For many firms, profits are more dependent on political favours than serving individual customers. Energy companies rely on rigged electricity markets for their reveunues from renewables; rail firms require operating subsidies; the defence industry needs government contracts, and so on. The banking sector is, of course, one of the most telling examples. Without the bailouts, many of the banks now being heavily criticised on pay would not exist.
This level of state involvement brings immense political risks to business. A new regulation, tax hike or subsidy cut can destroy profits or ruin investment plans. George Osborne’s raid on North Sea oil revenues is one recent example; the subsidy cut for the solar-power industry is another.

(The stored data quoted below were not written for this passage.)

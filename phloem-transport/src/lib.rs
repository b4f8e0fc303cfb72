//! Phloem Transport Layer
//!
//! This crate provides the one-directional message channels used by the phloem
//! round-trip latency harness. Every message is a multipart frame list; the
//! harness sends requests on a push channel and collects replies on a pull
//! channel, both bound by the measuring process.
//!
//! ## Available Channels
//!
//! - **ZeroMQ**: `ZmqPush` / `ZmqPull` sockets over TCP (the production path)
//! - **Memory**: an in-process channel pair with the same semantics, used for
//!   loopback runs and tests
//!
//! ## Channel APIs
//!
//! Senders implement [`FrameSink`], receivers implement [`FrameSource`]. Both
//! are blocking so the caller keeps full control of its own scheduling.
//!
//! ```rust,no_run
//! use phloem_transport::{zmq, ChannelOptions, FrameSink, FrameSource, ZmqPull, ZmqPush};
//!
//! let ctx = zmq::Context::new();
//! let options = ChannelOptions::default();
//!
//! let mut push = ZmqPush::bind(&ctx, "tcp://127.0.0.1:5555", &options).unwrap();
//! let mut pull = ZmqPull::bind(&ctx, "tcp://127.0.0.1:5556", &options).unwrap();
//!
//! push.send(&[&7u32.to_be_bytes(), b"example.com", b"10.0.0.1"]).unwrap();
//! if let Some(frames) = pull.recv().unwrap() {
//!     println!("reply with {} frames", frames.len());
//! }
//! push.close().unwrap();
//! ```

use std::fmt;
use std::time::Duration;

pub mod memory;
pub mod zeromq;

pub use memory::{channel as memory_channel, MemorySink, MemorySource};
pub use zeromq::{ZmqPull, ZmqPush};

// Callers create the shared context without depending on zmq directly
pub use zmq;

/// Result type for transport operations
pub type Result<T> = std::result::Result<T, Error>;

/// A multipart message as received from a channel
pub type Frames = Vec<Vec<u8>>;

/// Transport layer error types
#[derive(Debug)]
pub enum Error {
    /// I/O errors from the underlying socket
    Io(std::io::Error),

    /// Binding the local endpoint failed
    Bind { endpoint: String, reason: String },

    /// ZeroMQ library errors
    Zmq(zmq::Error),

    /// A send could not be queued before the send timeout expired
    Timeout(String),

    /// The channel has been closed
    Closed,

    /// Other errors
    Other(String),
}

impl fmt::Display for Error {
    fn fmt(&self, f: &mut fmt::Formatter<'_>) -> fmt::Result {
        match self {
            Error::Io(e) => write!(f, "I/O error: {e}"),
            Error::Bind { endpoint, reason } => write!(f, "Failed to bind {endpoint}: {reason}"),
            Error::Zmq(e) => write!(f, "ZeroMQ error: {e}"),
            Error::Timeout(msg) => write!(f, "Timed out: {msg}"),
            Error::Closed => write!(f, "Channel closed"),
            Error::Other(msg) => write!(f, "Error: {msg}"),
        }
    }
}

impl std::error::Error for Error {}

impl From<std::io::Error> for Error {
    fn from(err: std::io::Error) -> Self {
        Error::Io(err)
    }
}

impl From<zmq::Error> for Error {
    fn from(err: zmq::Error) -> Self {
        Error::Zmq(err)
    }
}

/// Socket options shared by push and pull channels
#[derive(Debug, Clone)]
pub struct ChannelOptions {
    /// How long buffered outbound frames may still be flushed after close
    pub linger: Duration,
    /// Upper bound for queuing a single outbound message
    pub send_timeout: Duration,
    /// Idle receive timeout; `recv` returns `None` once it elapses
    pub recv_timeout: Duration,
}

impl Default for ChannelOptions {
    fn default() -> Self {
        Self {
            linger: Duration::from_secs(1),
            send_timeout: Duration::from_secs(5),
            recv_timeout: Duration::from_millis(100),
        }
    }
}

/// Outbound side of a push/pull channel
pub trait FrameSink: Send {
    /// Send one multipart message
    ///
    /// Returns once the message has been queued by the channel. Sends are
    /// never retried by the transport.
    fn send(&mut self, frames: &[&[u8]]) -> Result<()>;

    /// Close the channel
    ///
    /// Frames still buffered are flushed for at most the configured linger
    /// period. Sending after close returns [`Error::Closed`].
    fn close(&mut self) -> Result<()>;
}

/// Inbound side of a push/pull channel
pub trait FrameSource: Send {
    /// Receive one multipart message
    ///
    /// Blocks for at most the idle receive timeout. `Ok(None)` means nothing
    /// arrived in that window.
    fn recv(&mut self) -> Result<Option<Frames>>;
}

impl<T: FrameSink + ?Sized> FrameSink for Box<T> {
    fn send(&mut self, frames: &[&[u8]]) -> Result<()> {
        (**self).send(frames)
    }

    fn close(&mut self) -> Result<()> {
        (**self).close()
    }
}

impl<T: FrameSource + ?Sized> FrameSource for Box<T> {
    fn recv(&mut self) -> Result<Option<Frames>> {
        (**self).recv()
    }
}

/// Build a TCP endpoint string from an interface address and port
///
/// `*` and IPv6 literals are accepted as the address; port 0 lets the OS pick
/// a free port (use `bound_endpoint` to discover it).
pub fn tcp_endpoint(address: &str, port: u16) -> String {
    let port = if port == 0 { "*".to_string() } else { port.to_string() };
    if address.contains(':') && !address.starts_with('[') {
        format!("tcp://[{address}]:{port}")
    } else {
        format!("tcp://{address}:{port}")
    }
}

pub(crate) fn millis_i32(duration: Duration) -> i32 {
    duration.as_millis().min(i32::MAX as u128) as i32
}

The incentives for business leaders to develop close relationships with politicians and regulators are therefore very strong. The returns from lobbying are often far higher than the returns from conventional business activity. Indeed, large corporate interests often successfully capture the policy process and use it to shut out competition or obtain favourable treatment. The losers are generally dispersed groups such as consumers and taxpayers, who are powerless to resist.
The answer is not, as politicians propose, to add more layers of regulation to control corporate behaviour. This will strengthen incentives for business leaders to get closer to government – an entirely counterproductive result.
Crony capitalism is inevitable given an intrusive regulatory state. It can only be stopped by removing the payoffs from special-interest lobbying – by a substantial reduction in political influence over business activity.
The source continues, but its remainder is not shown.